Stephanie Barbon, Curator, for the exhibition "A la Surface de l'eau", parcours d'art contemporain de Fontenay-le-Comte, France.

Le travail de Julia Pallone, artiste qui fut en résidence à la Maison Chevolleau en 2003, se situe dans plusieurs domaines (dessins, installations, constructions ou performances), et développe une vision poétique du monde, empreinte de fragilité. Elle procède par analogie, ressemblance ou évocation d’idées. En s’inspirant de rêves et de mythologies, d’histoires et de géographies,  elle crée des images où les mondes végétal, animal et humain se mêlent ; où les univers se pénètrent, précaire tentative d’investir un lieu, voire de le traverser. Son travail s’oriente vers la notion d’excroissance, du corps et de ses possibles transformations. Les images de Julia Pallone matérialisent souvent une « transition », un « passage » d’un état à un autre, d’une croyance à une autre... lieu ou quelque chose peut poindre ou un renversement advenir.
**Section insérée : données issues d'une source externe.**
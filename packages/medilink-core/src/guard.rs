//! Single-flight guards and skip outcomes.
//!
//! Send, clear and summary each allow one outstanding request per client. A
//! second attempt while one is pending is skipped locally, not failed.

use std::sync::atomic::{AtomicBool, Ordering};
use std::sync::Arc;

/// Why an operation was skipped without touching the network.
#[derive(Debug, Clone, Copy, PartialEq, Eq)]
pub enum SkipReason {
    /// Content was empty after trimming
    EmptyContent,
    /// A previous request of the same kind is still pending
    InFlight,
}

/// Result of an operation that may be skipped locally.
#[derive(Debug, Clone, PartialEq)]
#[must_use]
pub enum Outcome<T> {
    Done(T),
    Skipped(SkipReason),
}

impl<T> Outcome<T> {
    pub fn is_done(&self) -> bool {
        matches!(self, Outcome::Done(_))
    }

    pub fn done(self) -> Option<T> {
        match self {
            Outcome::Done(value) => Some(value),
            Outcome::Skipped(_) => None,
        }
    }
}

/// Flag shared by every clone; at most one [`FlightGuard`] exists at a time.
#[derive(Debug, Clone, Default)]
pub struct SingleFlight {
    busy: Arc<AtomicBool>,
}

impl SingleFlight {
    pub fn new() -> Self {
        Self::default()
    }

    /// Claim the flag, or `None` if already claimed.
    pub fn try_begin(&self) -> Option<FlightGuard> {
        self.busy
            .compare_exchange(false, true, Ordering::AcqRel, Ordering::Acquire)
            .ok()
            .map(|_| FlightGuard {
                busy: self.busy.clone(),
            })
    }

    pub fn is_busy(&self) -> bool {
        self.busy.load(Ordering::Acquire)
    }
}

/// Releases the flag on drop, including when the owning future is cancelled.
#[derive(Debug)]
pub struct FlightGuard {
    busy: Arc<AtomicBool>,
}

impl Drop for FlightGuard {
    fn drop(&mut self) {
        self.busy.store(false, Ordering::Release);
    }
}
//! Interactive chat session.
//!
//! Reads lines from stdin and redraws the transcript whenever the synchronizer
//! publishes a new snapshot. Lines starting with `/` are commands; anything
//! else is sent as the current role.

use anyhow::Result;
use medilink_core::{Conversation, Draft, Outcome, Role, SkipReason, Summary, SUPPORTED_LANGUAGES};
use tokio::io::{AsyncBufReadExt, BufReader};
use tokio::sync::mpsc;

use crate::render;

const HELP: &str = "\
Commands:
  /role [doctor|patient]     switch role (toggles when no role is given)
  /lang <role> <language>    set the language a role speaks
  /languages                 list supported languages
  /search [text]             filter the transcript (no text clears it)
  /retry                     resend the message that failed to send
  /summary                   generate a consultation summary
  /clear                     delete every message for both parties
  /refresh                   refetch now
  /help                      show this help
  /quit                      leave
Anything else is sent as a message. An empty line resends a failed message.";

/// A parsed input line.
#[derive(Debug, Clone, PartialEq, Eq)]
pub enum Command {
    Send(String),
    Role(Option<Role>),
    Language { role: Role, language: String },
    Languages,
    Search(String),
    Retry,
    Summary,
    Clear,
    Refresh,
    Help,
    Quit,
    Unknown(String),
}

impl Command {
    pub fn parse(line: &str) -> Command {
        let Some(rest) = line.trim_start().strip_prefix('/') else {
            return Command::Send(line.to_string());
        };

        let (name, args) = match rest.split_once(char::is_whitespace) {
            Some((name, args)) => (name, args.trim()),
            None => (rest.trim_end(), ""),
        };

        match name.to_lowercase().as_str() {
            "role" | "swap" if args.is_empty() => Command::Role(None),
            "role" => match args.parse() {
                Ok(role) => Command::Role(Some(role)),
                Err(e) => Command::Unknown(e),
            },
            "lang" | "language" => match args.split_once(char::is_whitespace) {
                Some((role, language)) => match role.parse() {
                    Ok(role) => Command::Language {
                        role,
                        language: language.trim().to_string(),
                    },
                    Err(e) => Command::Unknown(e),
                },
                None => Command::Unknown("usage: /lang <role> <language>".to_string()),
            },
            "languages" => Command::Languages,
            // Only the command name is stripped; the query is kept as typed
            "search" => Command::Search(
                rest.strip_prefix(name)
                    .and_then(|q| q.strip_prefix(' '))
                    .unwrap_or("")
                    .to_string(),
            ),
            "retry" => Command::Retry,
            "summary" => Command::Summary,
            "clear" => Command::Clear,
            "refresh" => Command::Refresh,
            "help" | "?" => Command::Help,
            "quit" | "exit" | "q" => Command::Quit,
            other => Command::Unknown(format!("unknown command /{}", other)),
        }
    }
}

pub struct ChatApp {
    conversation: Conversation,
    draft: Draft,
    summaries: mpsc::UnboundedSender<medilink_core::Result<Outcome<Summary>>>,
    summary_rx: mpsc::UnboundedReceiver<medilink_core::Result<Outcome<Summary>>>,
}

impl ChatApp {
    pub fn new(conversation: Conversation) -> Self {
        let (summaries, summary_rx) = mpsc::unbounded_channel();
        Self {
            conversation,
            draft: Draft::new(),
            summaries,
            summary_rx,
        }
    }

    pub async fn run(mut self) -> Result<()> {
        let mut lines = BufReader::new(tokio::io::stdin()).lines();
        let mut snapshots = self.conversation.subscribe();

        println!("{}", HELP);
        self.redraw();

        loop {
            tokio::select! {
                line = lines.next_line() => {
                    let Some(line) = line? else { break };
                    if !self.handle(Command::parse(&line)).await {
                        break;
                    }
                }
                changed = snapshots.changed() => {
                    if changed.is_err() {
                        tracing::warn!("Poll loop stopped");
                        break;
                    }
                    self.redraw();
                }
                Some(result) = self.summary_rx.recv() => {
                    match result {
                        Ok(Outcome::Done(summary)) => println!("{}", render::summary(&summary)),
                        Ok(Outcome::Skipped(_)) => {}
                        Err(e) => eprintln!("! {}", e.user_message()),
                    }
                }
            }
        }

        self.conversation.shutdown().await;
        Ok(())
    }

    /// Apply one command. Returns false when the session should end.
    async fn handle(&mut self, command: Command) -> bool {
        match command {
            Command::Send(text) => {
                // A blank line falls through to the pending draft, if any
                if !text.trim().is_empty() {
                    self.draft.set(text);
                }
                self.send_pending().await;
            }
            Command::Retry => {
                if self.draft.is_blank() {
                    eprintln!("! Nothing to retry");
                } else {
                    self.send_pending().await;
                }
            }
            Command::Role(role) => {
                let session = self.conversation.session_mut();
                match role {
                    Some(role) => session.set_role(role),
                    None => {
                        session.toggle_role();
                    }
                }
                self.redraw();
            }
            Command::Language { role, language } => {
                if !medilink_core::types::is_supported_language(&language) {
                    tracing::warn!("Language '{}' is not in the supported list", language);
                }
                if self.conversation.session_mut().set_language(role, &language) {
                    println!("{}", render::status_line(self.conversation.session()));
                }
            }
            Command::Languages => println!("{}", SUPPORTED_LANGUAGES.join(", ")),
            Command::Search(query) => {
                self.conversation.session_mut().set_search_query(query);
                self.redraw();
            }
            Command::Summary => {
                let summaries = self.conversation.summaries().clone();
                if summaries.is_generating() {
                    eprintln!("! A summary is already being generated");
                } else {
                    println!("Generating summary...");
                    let tx = self.summaries.clone();
                    tokio::spawn(async move {
                        let _ = tx.send(summaries.request().await);
                    });
                }
            }
            Command::Clear => match self.conversation.clear().await {
                Ok(Outcome::Done(())) => println!("Conversation cleared"),
                Ok(Outcome::Skipped(_)) => {}
                Err(e) => eprintln!("! {}", e.user_message()),
            },
            Command::Refresh => {
                self.conversation.synchronizer().refresh();
            }
            Command::Help => println!("{}", HELP),
            Command::Quit => return false,
            Command::Unknown(message) => eprintln!("! {}", message),
        }
        true
    }

    /// Send the draft. It is kept when the send fails so it can be retried.
    async fn send_pending(&mut self) {
        match self.conversation.send_draft(&mut self.draft).await {
            Ok(Outcome::Done(_)) => {}
            Ok(Outcome::Skipped(SkipReason::EmptyContent)) => {}
            Ok(Outcome::Skipped(SkipReason::InFlight)) => {
                eprintln!("! Still sending the previous message")
            }
            Err(e) => eprintln!(
                "! {}. Not sent: \"{}\" (empty line or /retry to resend)",
                e.user_message(),
                self.draft.text()
            ),
        }
    }

    fn redraw(&self) {
        let snapshot = self.conversation.snapshot();
        let session = self.conversation.session();

        println!();
        println!("{}", render::transcript(&session.transcript(&snapshot), session));
        if let Some(error) = &snapshot.last_error {
            eprintln!("! {}", error);
        }
        println!("[{}]", render::status_line(session));
    }
}
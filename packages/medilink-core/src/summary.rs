//! On-demand conversation summary.
//!
//! Independent of the poll loop: asking for a summary neither waits for nor
//! triggers a snapshot refresh.

use chrono::{DateTime, Utc};
use std::sync::Arc;

use crate::guard::{Outcome, SingleFlight, SkipReason};
use crate::store::MessageStore;
use crate::Result;

/// Synthesized summary as returned by the store.
#[derive(Debug, Clone, PartialEq, Eq)]
pub struct Summary {
    pub text: String,
    pub generated_at: DateTime<Utc>,
}

impl Summary {
    /// One entry per line of the summary text.
    pub fn paragraphs(&self) -> impl Iterator<Item = &str> {
        self.text.split('\n')
    }
}

/// Issues summary requests, one at a time.
#[derive(Clone)]
pub struct SummaryOrchestrator {
    store: Arc<dyn MessageStore>,
    flight: SingleFlight,
}

impl SummaryOrchestrator {
    pub fn new(store: Arc<dyn MessageStore>) -> Self {
        Self {
            store,
            flight: SingleFlight::new(),
        }
    }

    pub fn is_generating(&self) -> bool {
        self.flight.is_busy()
    }

    /// Summarize the full current conversation.
    pub async fn request(&self) -> Result<Outcome<Summary>> {
        let Some(_flight) = self.flight.try_begin() else {
            tracing::debug!("Summary skipped, previous request still pending");
            return Ok(Outcome::Skipped(SkipReason::InFlight));
        };

        let text = self.store.generate_summary().await.map_err(|e| {
            tracing::warn!("Summary failed: {}", e);
            e
        })?;
        tracing::info!("Summary generated ({} chars)", text.len());

        Ok(Outcome::Done(Summary {
            text,
            generated_at: Utc::now(),
        }))
    }
}
//! What the conversation pane shows for a snapshot.

use crate::perspective::Alignment;
use crate::search;
use crate::sync::Snapshot;
use crate::types::{Message, Role};

/// One rendered message.
#[derive(Debug, Clone, Copy, PartialEq)]
pub struct TranscriptEntry<'a> {
    pub message: &'a Message,
    pub alignment: Alignment,
}

/// Transcript state derived from a snapshot, a role and a search query.
#[derive(Debug, Clone, PartialEq)]
pub enum TranscriptView<'a> {
    /// First fetch has not completed
    Loading,
    /// The log itself is empty
    NoMessages,
    /// Messages exist but the search filtered all of them out
    NoMatches { total: usize },
    Entries(Vec<TranscriptEntry<'a>>),
}

impl<'a> TranscriptView<'a> {
    pub fn build(snapshot: &'a Snapshot, current_role: Role, query: &str) -> Self {
        if snapshot.loading {
            return TranscriptView::Loading;
        }
        // Distinguished on the pre-filter length
        if snapshot.messages.is_empty() {
            return TranscriptView::NoMessages;
        }

        let entries: Vec<_> = search::filter(snapshot.messages.iter(), query)
            .into_iter()
            .map(|message| TranscriptEntry {
                message,
                alignment: Alignment::of(message, current_role),
            })
            .collect();

        if entries.is_empty() {
            TranscriptView::NoMatches {
                total: snapshot.messages.len(),
            }
        } else {
            TranscriptView::Entries(entries)
        }
    }

    pub fn entries(&self) -> &[TranscriptEntry<'a>] {
        match self {
            TranscriptView::Entries(entries) => entries,
            _ => &[],
        }
    }
}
Le triptyque photographique présenté sur la façade du bâtiment des Bains s’intitule « Je voulais qu’en ouvrant la bouche elle fasse un arc-en-ciel ». Cette série d’images montre un modèle nu, physiquement absorbé par un fond coloré. Les images sont ambiguës ; il n’y a cependant pas  d’effets spéciaux, il s’agit juste d’encres colorées se dissolvant dans l’eau. Ce triptyque peut être interprété de différentes façons : il peut faire référence à l’idée du fond et de la forme, à l’idée de noyade, de disparition, et même de suicide. Il peut aussi se référer  à des images de l’Histoire de l’Art, de la peinture de la Renaissance Italienne, à l’Histoire du Nu, ou encore aux icônes de l’Art Religieux.